*** Opening of SOURCE INFORMATION ***

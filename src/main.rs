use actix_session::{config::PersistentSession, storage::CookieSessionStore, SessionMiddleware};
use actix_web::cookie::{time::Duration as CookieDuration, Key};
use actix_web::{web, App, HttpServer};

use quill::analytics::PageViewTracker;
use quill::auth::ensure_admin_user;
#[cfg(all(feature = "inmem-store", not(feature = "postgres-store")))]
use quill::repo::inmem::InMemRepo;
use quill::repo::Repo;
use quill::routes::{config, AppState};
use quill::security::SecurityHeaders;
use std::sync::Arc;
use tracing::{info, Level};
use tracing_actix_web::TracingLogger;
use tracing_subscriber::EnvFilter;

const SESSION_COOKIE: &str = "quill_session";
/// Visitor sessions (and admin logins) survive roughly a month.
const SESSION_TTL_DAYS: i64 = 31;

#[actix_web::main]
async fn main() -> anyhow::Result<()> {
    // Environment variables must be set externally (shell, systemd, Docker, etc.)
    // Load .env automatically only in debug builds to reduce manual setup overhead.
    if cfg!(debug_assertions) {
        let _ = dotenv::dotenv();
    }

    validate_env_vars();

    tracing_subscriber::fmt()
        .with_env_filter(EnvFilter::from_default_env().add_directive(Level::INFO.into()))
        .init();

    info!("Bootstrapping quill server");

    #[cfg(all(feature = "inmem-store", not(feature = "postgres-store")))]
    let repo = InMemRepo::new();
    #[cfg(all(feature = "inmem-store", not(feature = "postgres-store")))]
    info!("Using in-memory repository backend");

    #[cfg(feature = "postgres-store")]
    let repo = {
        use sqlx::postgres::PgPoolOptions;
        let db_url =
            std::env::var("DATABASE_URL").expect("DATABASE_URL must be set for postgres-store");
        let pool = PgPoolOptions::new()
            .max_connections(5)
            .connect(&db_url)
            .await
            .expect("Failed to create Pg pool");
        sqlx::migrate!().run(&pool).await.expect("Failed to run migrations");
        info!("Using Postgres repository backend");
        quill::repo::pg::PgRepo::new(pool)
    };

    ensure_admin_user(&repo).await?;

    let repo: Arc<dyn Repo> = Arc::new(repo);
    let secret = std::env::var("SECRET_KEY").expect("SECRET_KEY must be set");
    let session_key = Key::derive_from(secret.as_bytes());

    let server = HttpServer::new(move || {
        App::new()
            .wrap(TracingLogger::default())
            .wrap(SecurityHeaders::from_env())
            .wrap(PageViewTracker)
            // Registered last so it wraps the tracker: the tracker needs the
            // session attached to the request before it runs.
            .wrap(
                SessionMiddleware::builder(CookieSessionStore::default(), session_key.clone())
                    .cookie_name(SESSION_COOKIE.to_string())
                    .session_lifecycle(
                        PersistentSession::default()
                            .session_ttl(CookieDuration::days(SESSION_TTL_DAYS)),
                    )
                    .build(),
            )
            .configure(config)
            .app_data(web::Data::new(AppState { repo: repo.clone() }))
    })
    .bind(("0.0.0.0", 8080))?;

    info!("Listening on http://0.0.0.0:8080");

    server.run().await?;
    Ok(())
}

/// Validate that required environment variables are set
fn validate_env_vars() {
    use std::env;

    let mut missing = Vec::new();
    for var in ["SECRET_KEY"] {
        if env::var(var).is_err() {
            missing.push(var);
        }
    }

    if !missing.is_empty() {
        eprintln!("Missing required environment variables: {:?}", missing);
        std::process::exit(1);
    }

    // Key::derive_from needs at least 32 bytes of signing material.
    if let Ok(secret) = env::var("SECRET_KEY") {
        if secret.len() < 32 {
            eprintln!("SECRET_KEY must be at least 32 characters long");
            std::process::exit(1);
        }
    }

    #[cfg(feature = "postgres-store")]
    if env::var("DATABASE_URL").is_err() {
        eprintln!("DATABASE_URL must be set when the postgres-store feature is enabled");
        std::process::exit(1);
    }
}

*** Close of SOURCE INFORMATION ***
*** Opening of SOURCE INFORMATION ***

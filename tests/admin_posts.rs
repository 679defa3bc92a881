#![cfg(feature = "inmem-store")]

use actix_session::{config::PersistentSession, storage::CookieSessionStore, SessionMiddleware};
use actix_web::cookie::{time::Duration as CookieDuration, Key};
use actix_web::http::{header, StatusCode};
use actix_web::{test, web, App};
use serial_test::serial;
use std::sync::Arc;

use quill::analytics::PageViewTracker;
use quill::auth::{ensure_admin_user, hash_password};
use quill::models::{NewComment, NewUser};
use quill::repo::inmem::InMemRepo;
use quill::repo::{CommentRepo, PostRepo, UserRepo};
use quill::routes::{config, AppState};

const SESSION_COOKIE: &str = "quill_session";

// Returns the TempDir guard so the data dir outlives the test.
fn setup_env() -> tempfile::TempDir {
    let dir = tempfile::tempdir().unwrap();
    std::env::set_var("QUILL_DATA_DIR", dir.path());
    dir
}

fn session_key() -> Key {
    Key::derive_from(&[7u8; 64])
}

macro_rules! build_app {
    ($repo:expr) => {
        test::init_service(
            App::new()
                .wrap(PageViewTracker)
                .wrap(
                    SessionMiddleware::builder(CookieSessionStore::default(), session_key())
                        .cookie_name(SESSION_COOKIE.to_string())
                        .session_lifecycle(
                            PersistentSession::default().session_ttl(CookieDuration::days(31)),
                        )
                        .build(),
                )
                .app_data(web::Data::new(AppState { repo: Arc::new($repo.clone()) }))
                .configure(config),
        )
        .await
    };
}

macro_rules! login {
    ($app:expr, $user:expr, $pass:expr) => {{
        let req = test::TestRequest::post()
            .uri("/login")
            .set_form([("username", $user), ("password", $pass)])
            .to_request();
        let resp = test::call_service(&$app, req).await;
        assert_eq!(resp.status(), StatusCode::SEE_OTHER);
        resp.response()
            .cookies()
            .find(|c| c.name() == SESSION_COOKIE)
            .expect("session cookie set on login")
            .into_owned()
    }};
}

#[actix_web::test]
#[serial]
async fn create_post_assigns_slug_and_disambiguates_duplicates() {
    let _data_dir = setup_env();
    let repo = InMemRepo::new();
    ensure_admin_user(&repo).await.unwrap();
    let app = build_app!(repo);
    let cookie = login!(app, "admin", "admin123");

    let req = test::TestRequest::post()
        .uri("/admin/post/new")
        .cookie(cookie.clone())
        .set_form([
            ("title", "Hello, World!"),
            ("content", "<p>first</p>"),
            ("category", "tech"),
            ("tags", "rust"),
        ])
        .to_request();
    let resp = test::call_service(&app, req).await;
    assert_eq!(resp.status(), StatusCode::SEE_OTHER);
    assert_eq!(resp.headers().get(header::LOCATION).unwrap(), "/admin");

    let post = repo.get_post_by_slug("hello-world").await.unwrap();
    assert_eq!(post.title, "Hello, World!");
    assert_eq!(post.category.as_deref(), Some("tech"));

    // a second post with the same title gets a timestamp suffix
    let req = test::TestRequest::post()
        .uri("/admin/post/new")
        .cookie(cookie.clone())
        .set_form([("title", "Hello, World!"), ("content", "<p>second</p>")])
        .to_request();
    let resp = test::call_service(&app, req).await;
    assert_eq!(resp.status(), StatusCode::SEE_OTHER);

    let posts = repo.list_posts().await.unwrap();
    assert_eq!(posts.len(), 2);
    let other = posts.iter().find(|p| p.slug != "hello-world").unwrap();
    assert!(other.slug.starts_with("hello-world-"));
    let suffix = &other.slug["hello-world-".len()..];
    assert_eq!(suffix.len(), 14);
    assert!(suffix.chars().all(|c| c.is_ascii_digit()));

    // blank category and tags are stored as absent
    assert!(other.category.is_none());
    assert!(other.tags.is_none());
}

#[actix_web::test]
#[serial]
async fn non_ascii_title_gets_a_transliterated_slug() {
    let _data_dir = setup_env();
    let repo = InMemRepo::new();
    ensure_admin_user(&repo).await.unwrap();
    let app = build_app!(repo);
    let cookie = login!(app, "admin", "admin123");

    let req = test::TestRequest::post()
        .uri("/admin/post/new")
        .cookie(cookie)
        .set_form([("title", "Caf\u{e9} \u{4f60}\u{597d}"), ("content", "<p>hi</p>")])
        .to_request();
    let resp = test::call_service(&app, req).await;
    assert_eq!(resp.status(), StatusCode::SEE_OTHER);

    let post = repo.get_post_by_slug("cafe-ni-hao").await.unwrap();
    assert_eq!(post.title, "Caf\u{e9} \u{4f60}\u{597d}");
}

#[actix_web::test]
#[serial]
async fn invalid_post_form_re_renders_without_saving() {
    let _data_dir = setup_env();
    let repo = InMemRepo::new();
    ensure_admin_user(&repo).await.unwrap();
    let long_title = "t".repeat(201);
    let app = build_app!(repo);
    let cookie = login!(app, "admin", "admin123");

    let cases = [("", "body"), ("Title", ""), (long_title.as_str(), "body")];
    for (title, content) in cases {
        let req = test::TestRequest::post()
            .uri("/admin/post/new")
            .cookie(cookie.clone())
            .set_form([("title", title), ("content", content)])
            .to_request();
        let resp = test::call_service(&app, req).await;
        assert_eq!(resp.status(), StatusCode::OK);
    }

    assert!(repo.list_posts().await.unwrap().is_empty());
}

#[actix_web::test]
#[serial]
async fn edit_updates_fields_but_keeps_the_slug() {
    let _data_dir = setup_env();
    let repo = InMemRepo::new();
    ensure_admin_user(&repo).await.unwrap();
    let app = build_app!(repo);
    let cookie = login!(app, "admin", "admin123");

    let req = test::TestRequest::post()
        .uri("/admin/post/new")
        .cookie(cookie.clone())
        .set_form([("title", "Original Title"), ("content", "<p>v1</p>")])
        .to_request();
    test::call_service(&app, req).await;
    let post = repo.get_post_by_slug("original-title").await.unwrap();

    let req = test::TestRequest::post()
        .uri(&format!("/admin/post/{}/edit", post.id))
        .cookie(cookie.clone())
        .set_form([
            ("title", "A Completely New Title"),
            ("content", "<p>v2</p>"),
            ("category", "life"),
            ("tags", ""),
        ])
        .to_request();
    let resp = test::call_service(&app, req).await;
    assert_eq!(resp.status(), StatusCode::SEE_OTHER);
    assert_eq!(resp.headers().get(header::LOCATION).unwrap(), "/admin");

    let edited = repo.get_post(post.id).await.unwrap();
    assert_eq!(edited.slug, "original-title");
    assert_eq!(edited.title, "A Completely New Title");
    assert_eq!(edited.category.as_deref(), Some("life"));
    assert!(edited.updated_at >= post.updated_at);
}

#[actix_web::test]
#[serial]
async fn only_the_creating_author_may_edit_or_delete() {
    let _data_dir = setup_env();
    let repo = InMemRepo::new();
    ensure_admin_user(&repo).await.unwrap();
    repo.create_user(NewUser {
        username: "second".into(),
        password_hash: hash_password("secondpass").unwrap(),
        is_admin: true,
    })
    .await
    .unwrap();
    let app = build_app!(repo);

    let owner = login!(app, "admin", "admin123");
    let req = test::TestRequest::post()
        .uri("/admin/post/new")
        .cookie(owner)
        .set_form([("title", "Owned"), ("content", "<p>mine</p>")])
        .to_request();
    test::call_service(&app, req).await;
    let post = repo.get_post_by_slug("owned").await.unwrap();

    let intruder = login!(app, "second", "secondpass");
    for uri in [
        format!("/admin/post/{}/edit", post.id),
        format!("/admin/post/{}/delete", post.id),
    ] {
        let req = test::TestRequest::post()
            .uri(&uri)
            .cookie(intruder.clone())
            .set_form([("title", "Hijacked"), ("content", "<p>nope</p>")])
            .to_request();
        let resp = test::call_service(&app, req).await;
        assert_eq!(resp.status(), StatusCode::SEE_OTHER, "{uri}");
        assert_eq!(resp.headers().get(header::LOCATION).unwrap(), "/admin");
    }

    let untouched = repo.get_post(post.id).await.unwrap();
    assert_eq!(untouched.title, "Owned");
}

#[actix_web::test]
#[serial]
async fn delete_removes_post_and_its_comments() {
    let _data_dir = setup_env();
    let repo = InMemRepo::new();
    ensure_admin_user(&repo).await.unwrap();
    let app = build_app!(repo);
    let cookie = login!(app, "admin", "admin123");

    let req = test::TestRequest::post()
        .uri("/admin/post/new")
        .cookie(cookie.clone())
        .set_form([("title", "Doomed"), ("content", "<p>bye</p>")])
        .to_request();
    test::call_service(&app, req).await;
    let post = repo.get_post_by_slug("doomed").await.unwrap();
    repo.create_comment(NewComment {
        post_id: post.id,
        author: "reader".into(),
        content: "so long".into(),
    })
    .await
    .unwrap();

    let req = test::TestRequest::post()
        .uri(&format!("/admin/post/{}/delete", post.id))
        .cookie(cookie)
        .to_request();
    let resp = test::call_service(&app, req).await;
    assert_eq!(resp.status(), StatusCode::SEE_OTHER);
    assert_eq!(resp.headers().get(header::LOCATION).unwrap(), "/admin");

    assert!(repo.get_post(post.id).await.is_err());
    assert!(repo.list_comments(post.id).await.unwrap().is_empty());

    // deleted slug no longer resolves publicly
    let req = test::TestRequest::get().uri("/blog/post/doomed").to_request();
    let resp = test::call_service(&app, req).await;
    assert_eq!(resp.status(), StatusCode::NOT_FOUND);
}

*** Close of SOURCE INFORMATION ***

→ TASK REQUIREMENTS: Lines above with "required" in them are the ones to copy.

→ TASK SOLUTION:
/// Validate that required environment variables are set
        eprintln!("Missing required environment variables: {:?}", missing);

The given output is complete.